Suffix Array Construction in Java

May 05, 2026

Searching the same text for new substrings can get expensive fast if you start from scratch every time. A suffix array solves that by sorting suffix starting positions first, then reusing that sorted order for later lookups. The structure is an array of indexes, and those indexes are stored in lexicographic order based on the suffix at each position. Manber and Myers introduced the idea in the original suffix array paper, and it still fits modern Java well because String, charAt, and Arrays.sort are part of the current JDK. One Java-specific point does matter right away. String indexes are based on UTF-16 char units, so a supplementary Unicode character takes two index positions. Because of that, a beginner-friendly suffix array built with charAt should be treated as operating on UTF-16 units rather than full Unicode code points.

What a Suffix Array Stores

A suffix array belongs to one text and records where every suffix begins. That may sound small, yet it gives a full ordering of the text’s tail segments without copying the text into a pile of separate strings. For text length n, there are n suffixes, each beginning at a valid position. The array holds those start positions in lexicographic order, so the stored numbers carry more than location data. They capture the sorted order of every possible tail of the text.

That ordering is the whole point of the structure. Raw text presents characters in their original sequence. A suffix array presents the same text through suffix order instead of left-to-right position. You still keep the original String, and the suffix array points back into it. Nothing in the main structure duplicates the text, so the array stays fairly small while still acting as an index over the original text.

Every Suffix Starts at One Index

Let’s use banana as a short text. The first suffix starts at index 0, which gives banana. The next suffix starts at index 1, which gives anana.
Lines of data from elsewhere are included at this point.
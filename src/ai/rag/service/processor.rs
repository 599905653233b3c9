// Document refresh: chunk, embed, then atomically replace the indexed chunks

use crate::ai::core::providers::EmbeddingProvider;
use crate::ai::rag::{
    engines::VectorStore, PipelineStage, RAGError, RAGResult, ValidationError,
};

type ChunkFn<'a> = Box<dyn FnOnce() -> RAGResult<Vec<String>> + Send + 'a>;

/// Result of a successful refresh
#[derive(Debug, Clone, Copy, PartialEq, Eq)]
pub struct RefreshOutcome {
    /// Chunks now indexed for the document
    pub chunk_count: usize,
    /// The document produced no content and its previous chunks were removed
    pub cleared: bool,
}

/// Rebuilds the index entries of one document.
///
/// Any stage failure aborts the refresh before the store is touched, and the
/// store's replace is all-or-nothing, so the previous chunk set survives failures.
pub struct DocumentRefresher<'a> {
    store: &'a dyn VectorStore,
    chunk_fn: Option<ChunkFn<'a>>,
    embedder: Option<&'a dyn EmbeddingProvider>,
}

impl<'a> DocumentRefresher<'a> {
    pub fn new(store: &'a dyn VectorStore) -> Self {
        Self {
            store,
            chunk_fn: None,
            embedder: None,
        }
    }

    /// Source of the document's ordered chunk contents
    pub fn chunk_with<F>(mut self, chunk_fn: F) -> Self
    where
        F: FnOnce() -> RAGResult<Vec<String>> + Send + 'a,
    {
        self.chunk_fn = Some(Box::new(chunk_fn));
        self
    }

    pub fn embed_with(mut self, embedder: &'a dyn EmbeddingProvider) -> Self {
        self.embedder = Some(embedder);
        self
    }

    pub async fn refresh(
        self,
        conversation_id: &str,
        document_id: &str,
    ) -> RAGResult<RefreshOutcome> {
        let (Some(chunk_fn), Some(embedder)) = (self.chunk_fn, self.embedder) else {
            return Err(ValidationError::MissingCallback.into());
        };

        let contents =
            chunk_fn().map_err(|e| RAGError::at_stage(PipelineStage::Chunking, e))?;

        // Zero contents still goes through the upsert to clear stale chunks
        let vectors = if contents.is_empty() {
            Vec::new()
        } else {
            embedder
                .embed(&contents)
                .await
                .map_err(|e| RAGError::at_stage(PipelineStage::Embedding, e))?
        };

        let chunk_count = self
            .store
            .upsert_document_chunks(conversation_id, document_id, &contents, &vectors)
            .await
            .map_err(|e| RAGError::at_stage(PipelineStage::Indexing, e))?;

        tracing::info!(
            "Refreshed document {} in conversation {}: {} chunks via {}",
            document_id,
            conversation_id,
            chunk_count,
            embedder.provider_name()
        );

        Ok(RefreshOutcome {
            chunk_count,
            cleared: contents.is_empty(),
        })
    }
}

#[cfg(test)]
mod tests {
    use super::*;
    use crate::ai::rag::service::testing::{KeywordEmbedder, DIMENSION};
    use crate::ai::rag::MemoryVectorStore;
    use std::sync::atomic::Ordering;
    use std::sync::Arc;

    fn chunks(items: &[&str]) -> Vec<String> {
        items.iter().map(|s| s.to_string()).collect()
    }

    async fn seeded_store() -> MemoryVectorStore {
        let store = MemoryVectorStore::new(DIMENSION);
        let embedder = KeywordEmbedder::default();
        DocumentRefresher::new(&store)
            .chunk_with(|| Ok(chunks(&["alpha one", "beta two"])))
            .embed_with(&embedder)
            .refresh("conv", "doc")
            .await
            .unwrap();
        store
    }

    #[tokio::test]
    async fn test_refresh_indexes_chunks() {
        let store = seeded_store().await;
        assert_eq!(store.document_chunk_count("conv", "doc"), 2);

        let results = store.query_similar("conv", &[1.0, 0.0, 0.0], 1).await.unwrap();
        assert_eq!(results[0].content, "alpha one");
    }

    #[tokio::test]
    async fn test_zero_chunks_clears_document() {
        let store = seeded_store().await;
        let embedder = KeywordEmbedder::default();

        let outcome = DocumentRefresher::new(&store)
            .chunk_with(|| Ok(Vec::new()))
            .embed_with(&embedder)
            .refresh("conv", "doc")
            .await
            .unwrap();

        assert_eq!(
            outcome,
            RefreshOutcome {
                chunk_count: 0,
                cleared: true
            }
        );
        assert_eq!(store.document_chunk_count("conv", "doc"), 0);
        assert_eq!(embedder.calls.load(Ordering::SeqCst), 0);
    }

    #[tokio::test]
    async fn test_missing_callbacks_rejected() {
        let store = MemoryVectorStore::new(DIMENSION);
        let embedder = KeywordEmbedder::default();

        let err = DocumentRefresher::new(&store)
            .embed_with(&embedder)
            .refresh("conv", "doc")
            .await
            .unwrap_err();
        assert_eq!(err.validation(), Some(&ValidationError::MissingCallback));

        let err = DocumentRefresher::new(&store)
            .chunk_with(|| Ok(chunks(&["alpha"])))
            .refresh("conv", "doc")
            .await
            .unwrap_err();
        assert_eq!(err.validation(), Some(&ValidationError::MissingCallback));
        assert_eq!(embedder.calls.load(Ordering::SeqCst), 0);
    }

    #[tokio::test]
    async fn test_embedding_failure_keeps_previous_chunks() {
        let store = seeded_store().await;
        let embedder = KeywordEmbedder::failing_on("broken");

        let err = DocumentRefresher::new(&store)
            .chunk_with(|| Ok(chunks(&["alpha new", "broken chunk"])))
            .embed_with(&embedder)
            .refresh("conv", "doc")
            .await
            .unwrap_err();

        assert!(matches!(
            err,
            RAGError::Pipeline {
                stage: PipelineStage::Embedding,
                ..
            }
        ));
        assert!(!err.is_validation());

        let results = store.query_similar("conv", &[1.0, 0.0, 0.0], 10).await.unwrap();
        assert_eq!(results.len(), 2);
        assert!(results.iter().all(|chunk| chunk.content != "alpha new"));
    }

    #[tokio::test]
    async fn test_chunking_failure_reported_with_stage() {
        let store = seeded_store().await;
        let embedder = KeywordEmbedder::default();

        let err = DocumentRefresher::new(&store)
            .chunk_with(|| Err(RAGError::NotFound("document text".to_string())))
            .embed_with(&embedder)
            .refresh("conv", "doc")
            .await
            .unwrap_err();

        assert_eq!(err.to_string(), "chunk document: not found: document text");
        assert_eq!(store.document_chunk_count("conv", "doc"), 2);
    }

    #[tokio::test]
    async fn test_concurrent_refreshes_never_interleave() {
        let store = Arc::new(MemoryVectorStore::new(DIMENSION));
        let embedder = Arc::new(KeywordEmbedder::default());

        let mut handles = Vec::new();
        for version in 0..6 {
            let store = store.clone();
            let embedder = embedder.clone();
            handles.push(tokio::spawn(async move {
                let contents: Vec<String> = (0..4)
                    .map(|i| format!("version {} alpha chunk {}", version, i))
                    .collect();
                DocumentRefresher::new(store.as_ref())
                    .chunk_with(move || Ok(contents))
                    .embed_with(embedder.as_ref())
                    .refresh("conv", "doc")
                    .await
                    .unwrap();
            }));
        }
        for handle in handles {
            handle.await.unwrap();
        }

        let results = store.query_similar("conv", &[1.0, 0.0, 0.0], 100).await.unwrap();
        assert_eq!(results.len(), 4);
        let version = results[0].content.split(" alpha").next().unwrap().to_string();
        assert!(results.iter().all(|chunk| chunk.content.starts_with(&version)));
    }
}
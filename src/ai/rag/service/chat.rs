// End-to-end chat over uploaded documents

use super::{DocumentRefresher, RefreshOutcome, Retriever};
use crate::ai::core::providers::{ChatMessage, ChatProvider, EmbeddingProvider, Role};
use crate::ai::rag::{
    engines::VectorStore, PromptAssembler, RAGResult, TextChunker, ValidationError,
};
use crate::conversation::{ConversationStore, Document, Message};
use chrono::Utc;
use std::path::PathBuf;
use std::sync::Arc;

/// Where the reference texts of a reply came from
#[derive(Debug, Clone, Copy, PartialEq, Eq)]
pub enum ContextSource {
    /// Top-K chunks from similarity search
    Retrieved { chunks: usize },
    /// Full document texts, used when retrieval failed or found nothing
    FullText { documents: usize },
    /// The conversation has no documents
    None,
}

#[derive(Debug, Clone)]
pub struct ChatReply {
    pub content: String,
    pub context: ContextSource,
    pub transcript_path: PathBuf,
}

pub struct ChatService {
    conversations: Arc<ConversationStore>,
    vectors: Arc<dyn VectorStore>,
    embedder: Arc<dyn EmbeddingProvider>,
    chat: Arc<dyn ChatProvider>,
    retriever: Retriever,
    chunker: TextChunker,
    assembler: PromptAssembler,
}

impl ChatService {
    pub fn new(
        conversations: Arc<ConversationStore>,
        vectors: Arc<dyn VectorStore>,
        embedder: Arc<dyn EmbeddingProvider>,
        chat: Arc<dyn ChatProvider>,
        top_k: usize,
    ) -> Self {
        let retriever = Retriever::new(vectors.clone(), embedder.clone(), top_k);
        Self {
            conversations,
            vectors,
            embedder,
            chat,
            retriever,
            chunker: TextChunker::default(),
            assembler: PromptAssembler::default(),
        }
    }

    pub fn with_chunker(mut self, chunker: TextChunker) -> Self {
        self.chunker = chunker;
        self
    }

    pub fn with_assembler(mut self, assembler: PromptAssembler) -> Self {
        self.assembler = assembler;
        self
    }

    pub fn conversations(&self) -> &ConversationStore {
        &self.conversations
    }

    /// Store a document and index its chunks.
    ///
    /// The document stays stored when indexing fails; `reindex_conversation` retries it.
    pub async fn upload_document(
        &self,
        conversation_id: &str,
        name: &str,
        data: &[u8],
    ) -> RAGResult<(Document, RefreshOutcome)> {
        let document = self
            .conversations
            .save_document(conversation_id, name, data)
            .await?;

        let outcome = self
            .refresh_document(conversation_id, &document)
            .await
            .inspect_err(|e| {
                tracing::warn!(
                    "Document {} stored but not indexed: {}",
                    document.id,
                    e
                )
            })?;
        Ok((document, outcome))
    }

    /// Refresh every stored document of a conversation, stopping at the first failure
    pub async fn reindex_conversation(
        &self,
        conversation_id: &str,
    ) -> RAGResult<Vec<(Document, RefreshOutcome)>> {
        let documents = self.conversations.list_documents(conversation_id).await?;

        let mut refreshed = Vec::with_capacity(documents.len());
        for document in documents {
            let outcome = self.refresh_document(conversation_id, &document).await?;
            refreshed.push((document, outcome));
        }
        Ok(refreshed)
    }

    async fn refresh_document(
        &self,
        conversation_id: &str,
        document: &Document,
    ) -> RAGResult<RefreshOutcome> {
        let text = self.conversations.document_text(document).await?;
        let chunker = self.chunker;

        DocumentRefresher::new(self.vectors.as_ref())
            .chunk_with(move || Ok(chunker.split(&text)))
            .embed_with(self.embedder.as_ref())
            .refresh(conversation_id, &document.id)
            .await
    }

    /// Record the user's message, answer it with document context and record the answer
    pub async fn send_message(&self, conversation_id: &str, content: &str) -> RAGResult<ChatReply> {
        let content = content.trim();
        if content.is_empty() {
            return Err(ValidationError::EmptyContent.into());
        }

        self.conversations
            .append_message(conversation_id, Message::new(Role::User, content))
            .await?;

        let history: Vec<ChatMessage> = self
            .conversations
            .load_history(conversation_id)
            .await?
            .iter()
            .map(ChatMessage::from)
            .collect();

        let (candidates, context) = self.gather_context(conversation_id, content).await?;
        let messages = self.assembler.assemble(&history, &candidates);

        tracing::debug!(
            "Generating reply for conversation {} with {} messages via {}",
            conversation_id,
            messages.len(),
            self.chat.provider_name()
        );
        let reply = self.chat.generate(&messages).await?;

        let now = Utc::now();
        self.conversations
            .append_message(
                conversation_id,
                Message {
                    role: Role::Assistant,
                    content: reply.clone(),
                    timestamp: now,
                },
            )
            .await?;
        let transcript_path = self
            .conversations
            .save_transcript(conversation_id, &reply, now)
            .await?;

        Ok(ChatReply {
            content: reply,
            context,
            transcript_path,
        })
    }

    /// Candidate reference texts: retrieved chunks, else full document texts
    async fn gather_context(
        &self,
        conversation_id: &str,
        query: &str,
    ) -> RAGResult<(Vec<String>, ContextSource)> {
        let documents = self.conversations.list_documents(conversation_id).await?;
        if documents.is_empty() {
            return Ok((Vec::new(), ContextSource::None));
        }

        match self.retriever.retrieve(conversation_id, query).await {
            Ok(chunks) if !chunks.is_empty() => {
                let context = ContextSource::Retrieved {
                    chunks: chunks.len(),
                };
                let texts = chunks.into_iter().map(|chunk| chunk.content).collect();
                return Ok((texts, context));
            }
            Ok(_) => tracing::warn!(
                "No indexed chunks for conversation {}, using full document texts",
                conversation_id
            ),
            Err(e) => tracing::warn!(
                "Retrieval failed for conversation {}, using full document texts: {}",
                conversation_id,
                e
            ),
        }

        let mut texts = Vec::with_capacity(documents.len());
        for document in &documents {
            texts.push(self.conversations.document_text(document).await?);
        }
        Ok((
            texts,
            ContextSource::FullText {
                documents: documents.len(),
            },
        ))
    }

    /// Remove a conversation's vectors, then its metadata
    pub async fn delete_conversation(&self, conversation_id: &str) -> RAGResult<bool> {
        crate::conversation::validate_conversation_id(conversation_id)?;

        let chunks = self.vectors.delete_conversation(conversation_id).await?;
        let existed = self
            .conversations
            .delete_conversation(conversation_id)
            .await?;

        tracing::info!(
            "Deleted conversation {} ({} chunks)",
            conversation_id,
            chunks
        );
        Ok(existed || chunks > 0)
    }
}
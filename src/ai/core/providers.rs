use crate::ai::rag::{EmbeddingVector, RAGResult};
use async_trait::async_trait;
use serde::{Deserialize, Serialize};

/// Role of a chat message
#[derive(Debug, Clone, Copy, PartialEq, Eq, Serialize, Deserialize)]
#[serde(rename_all = "lowercase")]
pub enum Role {
    System,
    User,
    Assistant,
}

impl std::fmt::Display for Role {
    fn fmt(&self, f: &mut std::fmt::Formatter<'_>) -> std::fmt::Result {
        match self {
            Role::System => write!(f, "system"),
            Role::User => write!(f, "user"),
            Role::Assistant => write!(f, "assistant"),
        }
    }
}

/// A single turn sent to a chat model
#[derive(Debug, Clone, PartialEq, Eq, Serialize, Deserialize)]
pub struct ChatMessage {
    pub role: Role,
    pub content: String,
}

impl ChatMessage {
    pub fn new(role: Role, content: impl Into<String>) -> Self {
        Self {
            role,
            content: content.into(),
        }
    }
}

/// Turns texts into fixed-dimension vectors
#[async_trait]
pub trait EmbeddingProvider: Send + Sync {
    /// One vector per text, same order as the input.
    ///
    /// Either every text is embedded or the whole call fails; a partial list is never returned.
    async fn embed(&self, texts: &[String]) -> RAGResult<Vec<EmbeddingVector>>;

    /// Dimension enforced on every returned vector, if any
    fn dimension(&self) -> Option<usize>;

    /// Returns the name of the provider for logging and debugging
    fn provider_name(&self) -> &'static str;
}

/// Produces a single reply for an ordered message list
#[async_trait]
pub trait ChatProvider: Send + Sync {
    async fn generate(&self, messages: &[ChatMessage]) -> RAGResult<String>;

    /// Returns the name of the provider for logging and debugging
    fn provider_name(&self) -> &'static str;
}
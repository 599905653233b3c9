// File-backed conversation metadata: history, uploaded documents and transcripts
//
// Layout under the data dir:
//   conversations/<id>/history.json
//   conversations/<id>/documents.json
//   conversations/<id>/documents/<doc-id>.<ext>   original bytes
//   conversations/<id>/documents/<doc-id>.txt     extracted text
//   conversations/<id>/transcripts/<timestamp>.md

use super::locks::ConversationLocks;
use crate::ai::core::providers::{ChatMessage, Role};
use crate::ai::rag::{RAGError, RAGResult, ValidationError};
use chrono::{DateTime, SecondsFormat, Utc};
use serde::{de::DeserializeOwned, Deserialize, Serialize};
use std::path::{Path, PathBuf};
use tokio::fs as tokio_fs;
use uuid::Uuid;

const SUPPORTED_EXTENSIONS: &[&str] = &["txt", "md", "markdown"];

/// One stored conversation turn
#[derive(Debug, Clone, PartialEq, Serialize, Deserialize)]
pub struct Message {
    pub role: Role,
    pub content: String,
    pub timestamp: DateTime<Utc>,
}

impl Message {
    pub fn new(role: Role, content: impl Into<String>) -> Self {
        Self {
            role,
            content: content.into(),
            timestamp: Utc::now(),
        }
    }
}

impl From<&Message> for ChatMessage {
    fn from(message: &Message) -> Self {
        ChatMessage::new(message.role, message.content.clone())
    }
}

/// Metadata of an uploaded document
#[derive(Debug, Clone, Serialize, Deserialize)]
pub struct Document {
    pub id: String,
    pub name: String,
    pub stored_path: PathBuf,
    pub text_path: PathBuf,
    pub size: u64,
    pub uploaded_at: DateTime<Utc>,
    /// Extracted text, filled when loaded to avoid repeat disk reads
    #[serde(skip)]
    pub content_cache: Option<String>,
}

/// Conversation ids become directory names, so only a safe alphabet is accepted
pub fn validate_conversation_id(conversation_id: &str) -> Result<(), ValidationError> {
    let valid = !conversation_id.is_empty()
        && conversation_id.len() <= 128
        && conversation_id
            .chars()
            .all(|c| c.is_ascii_alphanumeric() || c == '-' || c == '_');
    if valid {
        Ok(())
    } else {
        Err(ValidationError::InvalidConversationId(
            conversation_id.to_string(),
        ))
    }
}

pub struct ConversationStore {
    root: PathBuf,
    locks: ConversationLocks,
}
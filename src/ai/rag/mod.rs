// RAG (Retrieval-Augmented Generation) module
// Error taxonomy, chunk types, vector stores, refresh pipeline and prompt assembly

pub mod engines;
pub mod processors;
pub mod prompt;
pub mod service;
pub mod types;

pub use engines::{
    AnnIndexKind, MemoryVectorStore, PgVectorStore, SimilarityIndexStatus, VectorStore,
    VectorStoreFactory,
};
pub use processors::chunk::TextChunker;
pub use prompt::{PromptAssembler, PromptBudget};
pub use service::{
    ChatReply, ChatService, ContextSource, DocumentRefresher, RefreshOutcome, Retriever,
};
pub use types::*;

/// Pipeline stages of a document refresh
#[derive(Debug, Clone, Copy, PartialEq, Eq)]
pub enum PipelineStage {
    Chunking,
    Embedding,
    Indexing,
}

impl std::fmt::Display for PipelineStage {
    fn fmt(&self, f: &mut std::fmt::Formatter<'_>) -> std::fmt::Result {
        match self {
            PipelineStage::Chunking => write!(f, "chunk document"),
            PipelineStage::Embedding => write!(f, "embed document"),
            PipelineStage::Indexing => write!(f, "index document"),
        }
    }
}

/// Input problems detected before any I/O is attempted
#[derive(Debug, Clone, PartialEq, Eq, thiserror::Error)]
pub enum ValidationError {
    #[error("contents and vectors length mismatch: {contents} contents, {vectors} vectors")]
    LengthMismatch { contents: usize, vectors: usize },

    #[error("vector dimension mismatch: expected {expected} got {actual}")]
    DimensionMismatch { expected: usize, actual: usize },

    #[error("chunk function and embed function must be provided")]
    MissingCallback,

    #[error("content must not be empty")]
    EmptyContent,

    #[error("unsupported file type: {0}")]
    UnsupportedFileType(String),

    #[error("invalid conversation id: {0:?}")]
    InvalidConversationId(String),
}

/// Unified error type for all RAG operations
#[derive(Debug, thiserror::Error)]
pub enum RAGError {
    #[error(transparent)]
    Validation(#[from] ValidationError),

    #[error("{context}: {source}")]
    Database {
        context: &'static str,
        #[source]
        source: sqlx::Error,
    },

    #[error("{context}: {source}")]
    Http {
        context: &'static str,
        #[source]
        source: reqwest::Error,
    },

    #[error("{context}: {message}")]
    Provider {
        context: &'static str,
        message: String,
    },

    #[error("{context}: {source}")]
    Io {
        context: String,
        #[source]
        source: std::io::Error,
    },

    #[error("{context}: {source}")]
    Serialization {
        context: &'static str,
        #[source]
        source: serde_json::Error,
    },

    #[error("not found: {0}")]
    NotFound(String),

    #[error("{stage}: {source}")]
    Pipeline {
        stage: PipelineStage,
        #[source]
        source: Box<RAGError>,
    },
}

impl RAGError {
    /// Wrap a failure with the refresh stage it happened in
    pub fn at_stage(stage: PipelineStage, source: RAGError) -> Self {
        RAGError::Pipeline {
            stage,
            source: Box::new(source),
        }
    }

    pub fn database(context: &'static str) -> impl FnOnce(sqlx::Error) -> RAGError {
        move |source| RAGError::Database { context, source }
    }

    pub fn http(context: &'static str) -> impl FnOnce(reqwest::Error) -> RAGError {
        move |source| RAGError::Http { context, source }
    }

    pub fn io(context: impl Into<String>) -> impl FnOnce(std::io::Error) -> RAGError {
        let context = context.into();
        move |source| RAGError::Io { context, source }
    }

    pub fn serialization(context: &'static str) -> impl FnOnce(serde_json::Error) -> RAGError {
        move |source| RAGError::Serialization { context, source }
    }

    /// The validation error behind this error, looking through pipeline stages
    pub fn validation(&self) -> Option<&ValidationError> {
        match self {
            RAGError::Validation(error) => Some(error),
            RAGError::Pipeline { source, .. } => source.validation(),
            _ => None,
        }
    }

    /// Whether the request was rejected before touching storage or the network
    pub fn is_validation(&self) -> bool {
        self.validation().is_some()
    }
}

/// Result type for RAG operations
pub type RAGResult<T> = Result<T, RAGError>;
Move right one position at a time and you get every suffix the text can produce. For a text of length 6, there are 6 suffixes. For a text of length 1000, there are 1000 suffixes. Each valid starting position maps to one suffix, and no position is skipped.

Below, a short Java loop makes that visible:

public class SuffixView {
    public static void main(String[] args) {
        String text = "banana";

        for (int i = 0; i < text.length(); i++) {
            System.out.println(i + " -> " + text.substring(i));
        }
    }
}

That output reflects original text order rather than sorted suffix order:

0 -> banana
1 -> anana
2 -> nana
3 -> ana
4 -> na
5 -> a

Suffix arrays do not keep those suffix strings as their main stored form. They keep only the starting indexes. That choice saves space and keeps the structure tied closely to the original text. For banana, the sorted suffix order comes from these suffix values. a comes first, then ana, then anana, then banana, followed by na and nana. From that ordering, the suffix array becomes 5, 3, 1, 0, 4, 2. Those entries are only indexes, yet each index points to one suffix in sorted order.

Lexicographic order follows the same rule used in ordinary string comparison. Characters are checked from left to right until something differs. If one string ends while all checked characters still match, the shorter string comes first. That is why ana comes before anana. Their first three characters match, then ana ends, so it sorts earlier.

Direct Java sorting makes that stored-index idea easier to see:

import java.util.Arrays;

public class SortedSuffixIndexes {
    public static void main(String[] args) {
        String text = "banana";
        Integer[] starts = new Integer[text.length()];

        for (int i = 0; i < text.length(); i++) {
            starts[i] = i;
        }

        Arrays.sort(starts, (left, right) ->
            text.substring(left).compareTo(text.substring(right))
        );

        System.out.println(Arrays.toString(starts));
        for (int start : starts) {
            System.out.println(start + " -> " + text.substring(start));
        }
    }
}

Read that result from top to bottom:

[5, 3, 1, 0, 4, 2]
5 -> a
3 -> ana
1 -> anana
0 -> banana
4 -> na
2 -> nana

Viewed that way, the array becomes much easier to read. Entry 0 in the suffix array does not mean the suffix starting at 0. It means the first suffix in sorted order starts at 5. Entry 1 means the next suffix in sorted order starts at 3, and so on. The array stores order, not merely position.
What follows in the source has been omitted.